Burkholderia caribensis strain MBA4 was isolated for its ability to utilize monobromoacetate as carbon and energy source. This bacterium produced an inducible haloacid dehalogenase that transforms monohaloacetate to glycolate and to glyoxylate by glycolate oxidase. Genomic analysis of the bacterium showed that it contains three glycolate oxidases: ETY79679-81, ETY80271-3 and ETY84258-60. Transcriptomic analysis showed that ETY79679-81 was expressed constitutively to a reads per kilobase transcript per million reads (RPKM) value of around 100 no matter the substrate was pyruvate, glycolate or chloroacetate. ETY80271-3 gave values of 7 in pyruvate-, 867 in chloroacetate- and 1260 in glycolate-grown cells. ETY84258-60 gave values of 20 in pyruvate-, 1880 in chloroacetate- and 178 in glycolate-grown cells. A malate synthase G gene, ETY84261, was found downstream of ETY84258-60. Apparently, ETY80271-3 converted glycolate to glyoxylate and through the glycerate pathway to pyruvate. When MBA4 was grown on chloroacetate, gene products of ETY84258-61 were mainly used and malate was generated. Putative regulator GlcC genes, ETY80275 and ETY84257, can be found upstream of ETY80271-3 and ETY84258-60, respectively.
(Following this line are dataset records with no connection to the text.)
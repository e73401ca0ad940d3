//! Camera Tests
//!
//! Tests for:
//! - Lazy matrix updates and the generation counter
//! - Stale frustum planes until the next update
//! - Projection to and from pixel coordinates, picking rays
//! - Free-camera manipulation (orbit, look_at, right vector)
//! - Node-bound cameras

use glam::{Mat4, Vec3, Vec4};

use one_render::backend::Viewport;
use one_render::errors::RenderError;
use one_render::scene::{Camera, Node, ProjectionType, Scene, Transform};

const EPSILON: f32 = 1e-4;

fn approx(a: f32, b: f32) -> bool {
    (a - b).abs() < EPSILON
}

fn approx_vec3(a: Vec3, b: Vec3, eps: f32) -> bool {
    (a - b).abs().max_element() < eps
}

fn approx_mat4(a: &Mat4, b: &Mat4) -> bool {
    a.to_cols_array()
        .iter()
        .zip(b.to_cols_array().iter())
        .all(|(x, y)| (x - y).abs() < EPSILON * x.abs().max(1.0))
}

fn looking_at_origin() -> Camera {
    let mut camera = Camera::new_perspective(45.0, 1.0, 0.1, 1000.0);
    camera.look_at(Vec3::new(0.0, 0.0, 5.0), Vec3::ZERO, Vec3::Y);
    camera
}

// ============================================================================
// Matrix Invariants
// ============================================================================

#[test]
fn view_projection_is_projection_times_view() {
    let mut camera = looking_at_origin();
    camera.set_fov(60.0);
    camera.move_by(Vec3::new(1.0, 2.0, 0.0));
    camera.set_near(0.5);
    camera.update_matrices(false);

    let expected = camera.cached_projection_matrix() * camera.cached_view_matrix();
    assert!(
        approx_mat4(&camera.cached_view_projection_matrix(), &expected),
        "view_projection must equal projection * view after an update"
    );
    assert!(!camera.is_dirty(), "Camera should be clean after update_matrices");
}

#[test]
fn unrelated_fields_do_not_dirty_matrices() {
    let mut camera = looking_at_origin();
    camera.update_matrices(false);
    let generation = camera.generation();

    camera.layers = 0b0100;
    camera.background_color = Vec4::new(1.0, 0.0, 0.0, 1.0);
    camera.clear_color = false;

    assert_eq!(camera.generation(), generation, "Plain fields must not bump the generation");
    assert!(!camera.is_dirty());
}

#[test]
fn every_setter_bumps_generation() {
    let mut camera = Camera::new();
    let start = camera.generation();

    camera.set_fov(50.0);
    camera.set_far(200.0);
    camera.set_eye(Vec3::new(0.0, 1.0, 0.0));
    camera.set_projection_type(ProjectionType::Orthographic);

    assert_eq!(camera.generation(), start + 4);
    assert!(camera.is_dirty());

    camera.update_matrices(false);
    assert!(!camera.is_dirty());
}

#[test]
fn lazy_accessors_update_stale_matrices() {
    let mut camera = looking_at_origin();
    let first = camera.view_matrix();
    camera.set_eye(Vec3::new(0.0, 0.0, 10.0));
    assert!(camera.is_dirty());

    let second = camera.view_matrix();
    assert!(!camera.is_dirty(), "Lazy accessor should refresh the matrices");
    assert!(!approx_mat4(&first, &second), "View matrix should follow the new eye");
}

#[test]
fn custom_projection_replaces_computed_one() {
    let mut camera = looking_at_origin();
    let custom = Mat4::orthographic_rh_gl(-1.0, 1.0, -1.0, 1.0, 0.1, 10.0);
    camera.set_custom_projection_matrix(Some(custom));
    camera.set_fov(90.0);
    camera.update_matrices(false);
    assert!(approx_mat4(&camera.cached_projection_matrix(), &custom));

    camera.set_custom_projection_matrix(None);
    camera.update_matrices(false);
    assert!(!approx_mat4(&camera.cached_projection_matrix(), &custom));
}

// ============================================================================
// Frustum
// ============================================================================

#[test]
fn frustum_uses_planes_from_last_update() {
    let mut camera = looking_at_origin();
    camera.update_matrices(false);

    let point = Vec3::new(3.0, 0.0, 0.0);
    assert!(camera.test_sphere_inside_frustum(Vec3::ZERO, 0.0));
    assert!(
        !camera.test_sphere_inside_frustum(point, 0.0),
        "Point is outside a 45 degree frustum"
    );

    camera.set_fov(120.0);
    assert!(
        !camera.test_sphere_inside_frustum(point, 0.0),
        "Planes must stay stale until update_matrices"
    );

    camera.update_matrices(false);
    assert!(
        camera.test_sphere_inside_frustum(point, 0.0),
        "Wider fov should contain the point after the update"
    );
}

#[test]
fn points_behind_the_camera_are_outside() {
    let mut camera = looking_at_origin();
    camera.update_matrices(false);
    assert!(!camera.test_sphere_inside_frustum(Vec3::new(0.0, 0.0, 10.0), 0.0));
    assert!(!camera.test_sphere_inside_frustum(Vec3::new(0.0, 0.0, -2000.0), 0.0));
}

// ============================================================================
// Projection Helpers
// ============================================================================

#[test]
fn project_center_lands_in_viewport_middle() {
    let mut camera = looking_at_origin();
    let viewport = Viewport::from_size(800, 600);
    let screen = camera.project(Vec3::ZERO, Some(viewport));

    assert!(approx(screen.x, 400.0), "x = {}", screen.x);
    assert!(approx(screen.y, 300.0), "y = {}", screen.y);
    assert!(screen.z > 0.0 && screen.z < 1.0);
}

#[test]
fn project_uses_top_left_origin() {
    let mut camera = looking_at_origin();
    let viewport = Viewport::from_size(800, 600);
    let above = camera.project(Vec3::new(0.0, 1.0, 0.0), Some(viewport));
    assert!(above.y < 300.0, "A point above the center should have a smaller y, got {}", above.y);
}

#[test]
fn unproject_inverts_project() {
    let mut camera = Camera::new_perspective(45.0, 1.0, 1.0, 100.0);
    camera.look_at(Vec3::new(0.0, 0.0, 5.0), Vec3::ZERO, Vec3::Y);
    let viewport = Viewport::from_size(600, 600);

    let point = Vec3::new(0.5, -0.25, 1.0);
    let screen = camera.project(point, Some(viewport));
    let bottom_left = Vec3::new(screen.x, 600.0 - screen.y, screen.z);
    let back = camera
        .unproject(bottom_left, Some(viewport))
        .expect("point should unproject");

    assert!(approx_vec3(back, point, 1e-2), "Expected {point}, got {back}");
}

#[test]
fn unproject_fails_on_empty_viewport() {
    let mut camera = looking_at_origin();
    assert!(camera.unproject(Vec3::ZERO, Some(Viewport::new(0, 0, 0, 0))).is_none());
}

#[test]
fn center_ray_points_forward() {
    let mut camera = looking_at_origin();
    let ray = camera
        .get_ray(400.0, 300.0, Some(Viewport::from_size(800, 600)))
        .expect("ray through viewport center");

    assert!(approx_vec3(ray.origin, Vec3::new(0.0, 0.0, 5.0), EPSILON));
    assert!(approx_vec3(ray.direction, Vec3::NEG_Z, 1e-3), "direction {}", ray.direction);
}

#[test]
fn local_viewport_applies_normalized_rect() {
    let mut camera = Camera::new();
    camera.set_viewport(Vec4::new(0.5, 0.0, 0.5, 1.0));
    let local = camera.local_viewport(Some(Viewport::from_size(800, 600)));
    assert_eq!(local, Viewport::new(400, 0, 400, 600));

    assert!(camera.is_point_2d_in_viewport(600.0, 100.0, Some(Viewport::from_size(800, 600))));
    assert!(!camera.is_point_2d_in_viewport(100.0, 100.0, Some(Viewport::from_size(800, 600))));
}

// ============================================================================
// Manipulation
// ============================================================================

#[test]
fn orbit_zero_angle_is_a_no_op() {
    let mut camera = looking_at_origin();
    camera.update_matrices(false);
    let generation = camera.generation();

    assert!(camera.orbit(0.0, None, None).is_ok());
    assert_eq!(camera.generation(), generation);
    assert!(!camera.is_dirty());
}

#[test]
fn orbit_without_axis_is_an_error() {
    let mut camera = looking_at_origin();
    let result = camera.orbit(30.0, None, None);
    assert!(matches!(result, Err(RenderError::MissingRotationAxis)));
}

#[test]
fn orbit_rotates_eye_around_center() {
    let mut camera = looking_at_origin();
    camera
        .orbit(90.0, Some(Vec3::Y), None)
        .expect("orbit with axis");

    assert!(
        approx_vec3(camera.eye(), Vec3::new(5.0, 0.0, 0.0), 1e-3),
        "eye after orbit: {}",
        camera.eye()
    );
    assert!(approx_vec3(camera.center(), Vec3::ZERO, EPSILON));
}

#[test]
fn right_vector_is_front_cross_up() {
    let camera = Camera::new();
    assert!(approx_vec3(camera.get_front(), Vec3::NEG_Z, EPSILON));
    assert!(approx_vec3(camera.get_right(), Vec3::X, EPSILON));
    assert!(approx_vec3(camera.get_top(), Vec3::Y, EPSILON));
}

#[test]
fn set_distance_to_center_moves_eye() {
    let mut camera = looking_at_origin();
    camera.set_distance_to_center(2.0, true);
    assert!(approx_vec3(camera.eye(), Vec3::new(0.0, 0.0, 2.0), EPSILON));
}

// ============================================================================
// Node-Bound Cameras
// ============================================================================

#[test]
fn node_camera_follows_node_transform() {
    let mut scene = Scene::new();
    let node = scene.add_node(
        Node::new("rig").with_transform(Transform::from_position(Vec3::new(0.0, 0.0, 10.0))),
    );
    let key = scene
        .add_camera_to_node(node, Camera::new())
        .expect("node exists");

    scene.collect_data(None);

    let camera = scene.camera(key).expect("camera");
    assert!(
        approx_vec3(camera.get_eye(), Vec3::new(0.0, 0.0, 10.0), EPSILON),
        "eye {}",
        camera.get_eye()
    );
}

#[test]
fn node_camera_ignores_direct_movement() {
    let mut scene = Scene::new();
    let node = scene.add_node(Node::new("rig"));
    let key = scene
        .add_camera_to_node(node, Camera::new())
        .expect("node exists");

    let camera = scene.camera_mut(key).expect("camera");
    let eye = camera.eye();
    camera.look_at(Vec3::new(1.0, 2.0, 3.0), Vec3::ZERO, Vec3::Y);
    camera.move_by(Vec3::X);
    assert_eq!(camera.eye(), eye, "Bound cameras are moved through their node");
}

#[test]
fn scene_look_at_moves_the_owning_node() {
    let mut scene = Scene::new();
    let node = scene.add_node(Node::new("rig"));
    let key = scene
        .add_camera_to_node(node, Camera::new())
        .expect("node exists");

    scene
        .camera_look_at(key, Vec3::new(0.0, 0.0, 8.0), Vec3::ZERO, Vec3::Y)
        .expect("camera exists");
    scene.collect_data(None);

    let camera = scene.camera(key).expect("camera");
    assert!(approx_vec3(camera.get_eye(), Vec3::new(0.0, 0.0, 8.0), 1e-3));
    assert!(approx_vec3(camera.get_front(), Vec3::NEG_Z, 1e-3));
}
The expression profiles of these glycolate oxidases suggested that both GlcC were activated by glycolate and chloroacetate with ETY80275 more responsive to glycolate and ETY84257 more reactive towards chloroacetate. While the relative transcript levels of ETY80275 were rather stable, expression of ETY84257 was enhanced in glycolate- and even more in chloroacetate-grown cells. The characterization of the degradation of haloacetate by B. caribensis MBA4 is made possible with the use of RNA-seq analysis.